A 2006 paper examined projections from the Community Climate System Model and predicted "near ice-free September conditions by 2040".

A 2009 paper from Muyin Wang and James E. Overland applied observational constraints to the projections from six CMIP3 climate models and estimated nearly ice-free Arctic Ocean around September 2037, with a chance it could happen as early as 2028. In 2012, this pair of researchers repeated the exercise with CMIP5 models and found that under the highest-emission scenario in CMIP5, Representative Concentration Pathway 8.5, ice-free September first occurs between 14 and 36 years after the baseline year of 2007, with the median of 28 years (i.e. around 2035).

In 2009, a study using 18 CMIP3 climate models found that they project ice-free Arctic a little before 2100 under a scenario of medium future greenhouse gas emissions. In 2012, a different team used CMIP5 models and their moderate emission scenario, RCP 4.5 (which represents somewhat lower emissions than the scenario in CMIP3), and found that while their mean estimate avoids ice-free Arctic before the end of the century, ice-free conditions in 2045 were within one standard deviation of the mean.

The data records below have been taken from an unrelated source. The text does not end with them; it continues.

// This Source Code Form is subject to the terms of the Mozilla Public
// License, v. 2.0. If a copy of the MPL was not distributed with this
// file, You can obtain one at https://mozilla.org/MPL/2.0/.

use super::{positive, Product};
use crate::error::Result;
use crate::session::Encoder;
use ifc_bim_model::{
    compress_guid, new_global_id, AttributeValue as V, BimElement, ElementData, EntityId, IfcType,
    OpeningFillData, Point2, Quantity, QuantitySet,
};
use uuid::Uuid;

/// Leaf thickness of door and window geometry
const LEAF_THICKNESS: f64 = 0.05;

/// Opening solids are this much thicker than the host wall so they cut through
const OPENING_DEPTH_FACTOR: f64 = 1.1;

impl Encoder {
    /// Door or window: opening element voiding the host wall, filled by the
    /// element itself
    pub(crate) fn encode_fill(
        &mut self,
        element: &BimElement,
        fill: &OpeningFillData,
        storey: Uuid,
    ) -> Result<Option<EntityId>> {
        let kind = element.element_type().name();
        let Some(host) = fill.host_wall_id.and_then(|id| self.walls.get(&id)).cloned() else {
            log::warn!("Skipping {kind} '{}': no host wall", element.name);
            return Ok(None);
        };
        if !positive(fill.width) || !positive(fill.height) {
            log::warn!(
                "Skipping {kind} '{}': degenerate size {} x {}",
                element.name,
                fill.width,
                fill.height
            );
            return Ok(None);
        }

        let wall = &host.data;
        let position = wall.point_on_wall(fill.position_on_wall);
        let angle = wall.angle();
        let z = element.placement.position.z + fill.sill_height;

        // Opening element
        let opening_depth = wall.thickness * OPENING_DEPTH_FACTOR;
        let opening_profile = self.rectangle_profile(fill.width, opening_depth, Point2::default())?;
        let opening_solid = self.extrude(opening_profile, fill.height, 0.0)?;
        let opening_shape = self.product_shape(&[opening_solid], "SweptSolid")?;
        let opening_placement = self.element_placement(storey, position.x, position.y, z, angle)?;
        let opening_guid = wall
            .openings
            .iter()
            .find(|o| o.element_id == element.id)
            .map(|o| compress_guid(&o.id))
            .unwrap_or_else(new_global_id);
        let opening = self.write_product(
            IfcType::IfcOpeningElement,
            Product {
                global_id: opening_guid,
                name: "Opening",
                object_type: V::text("Opening"),
                placement: opening_placement,
                shape: opening_shape,
                label: V::Null,
            },
            vec![],
        )?;
        self.write_void(host.entity, opening)?;

        // Leaf
        let leaf_profile = self.rectangle_profile(fill.width, LEAF_THICKNESS, Point2::default())?;
        let leaf_solid = self.extrude(leaf_profile, fill.height, 0.0)?;
        let leaf_shape = self.product_shape(&[leaf_solid], "SweptSolid")?;
        let leaf_placement = self.element_placement(storey, position.x, position.y, z, angle)?;
        let ifc_type = match element.data {
            ElementData::Window(_) => IfcType::IfcWindow,
            _ => IfcType::IfcDoor,
        };
        let entity = self.write_product(
            ifc_type,
            Product::of(element, leaf_placement, leaf_shape),
            vec![fill.height.into(), fill.width.into()],
        )?;
        self.write_fill(opening, entity)?;

        let mut quantities = QuantitySet::new("BaseQuantities");
        quantities.push(Quantity::length("Height", fill.height));
        quantities.push(Quantity::length("Width", fill.width));
        self.write_quantity_set(entity, &quantities)?;

        Ok(Some(entity))
    }
}
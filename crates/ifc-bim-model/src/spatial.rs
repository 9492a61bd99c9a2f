// This Source Code Form is subject to the terms of the Mozilla Public
// License, v. 2.0. If a copy of the MPL was not distributed with this
// file, You can obtain one at https://mozilla.org/MPL/2.0/.

//! Spatial hierarchy: project, site, building, storeys

use serde::{Deserialize, Serialize};
use uuid::Uuid;

/// Height given to the top storey, which has no storey above it
pub const DEFAULT_STOREY_HEIGHT: f64 = 3.0;

#[derive(Clone, Debug, PartialEq, Serialize, Deserialize)]
pub struct ProjectInfo {
    pub id: Uuid,
    pub name: String,
    #[serde(default)]
    pub description: Option<String>,
}

impl ProjectInfo {
    pub fn new(name: impl Into<String>) -> Self {
        Self {
            id: Uuid::new_v4(),
            name: name.into(),
            description: None,
        }
    }
}

impl Default for ProjectInfo {
    fn default() -> Self {
        Self::new("Project")
    }
}

#[derive(Clone, Debug, PartialEq, Serialize, Deserialize)]
pub struct SiteInfo {
    pub id: Uuid,
    pub name: String,
}

impl SiteInfo {
    pub fn new(name: impl Into<String>) -> Self {
        Self {
            id: Uuid::new_v4(),
            name: name.into(),
        }
    }
}

impl Default for SiteInfo {
    fn default() -> Self {
        Self::new("Site")
    }
}

#[derive(Clone, Debug, PartialEq, Serialize, Deserialize)]
pub struct BuildingInfo {
    pub id: Uuid,
    pub name: String,
}

impl BuildingInfo {
    pub fn new(name: impl Into<String>) -> Self {
        Self {
            id: Uuid::new_v4(),
            name: name.into(),
        }
    }
}

impl Default for BuildingInfo {
    fn default() -> Self {
        Self::new("Building")
    }
}

/// One building level
#[derive(Clone, Debug, PartialEq, Serialize, Deserialize)]
pub struct StoreyInfo {
    pub id: Uuid,
    pub name: String,
    /// Floor level above the building origin, metres
    pub elevation: f64,
    /// Gap to the next storey up
    pub height: f64,
}

impl StoreyInfo {
    pub fn new(name: impl Into<String>, elevation: f64) -> Self {
        Self {
            id: Uuid::new_v4(),
            name: name.into(),
            elevation,
            height: DEFAULT_STOREY_HEIGHT,
        }
    }
}

/// Sort storeys by ascending elevation and derive their heights
///
/// Each storey's height becomes the gap to the next one; the top storey gets
/// `top_height`.
pub fn order_storeys(storeys: &mut [StoreyInfo], top_height: f64) {
    storeys.sort_by(|a, b| a.elevation.total_cmp(&b.elevation));

    let elevations: Vec<f64> = storeys.iter().map(|s| s.elevation).collect();
    for (i, storey) in storeys.iter_mut().enumerate() {
        storey.height = match elevations.get(i + 1) {
            Some(next) => next - storey.elevation,
            None => top_height,
        };
    }
}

In 2013, a study compared projections from the best-performing subset of CMIP5 models with the output from all 30 models after it was constrained by the historical ice conditions, and found good agreement between these approaches. Altogether, it projected ice-free September between 2054 and 2058 under RCP 8.5, while under RCP 4.5, Arctic ice gets very close to the ice-free threshold in 2060s, but does not cross it by the end of the century, and stays at an extent of 1.7 million km^{2}.

In 2014, IPCC Fifth Assessment Report indicated a risk of ice-free summer around 2050 under the scenario of highest possible emissions.

The Third U.S. National Climate Assessment (NCA), released May 6, 2014, reported that the Arctic Ocean is expected to be ice free in summer before mid-century. Models that best match historical trends project a nearly ice-free Arctic in the summer by the 2030s.

In 2021, the IPCC Sixth Assessment Report assessed that there is "high confidence" that the Arctic Ocean will likely become practically ice-free in September before the year 2050 under all SSP scenarios.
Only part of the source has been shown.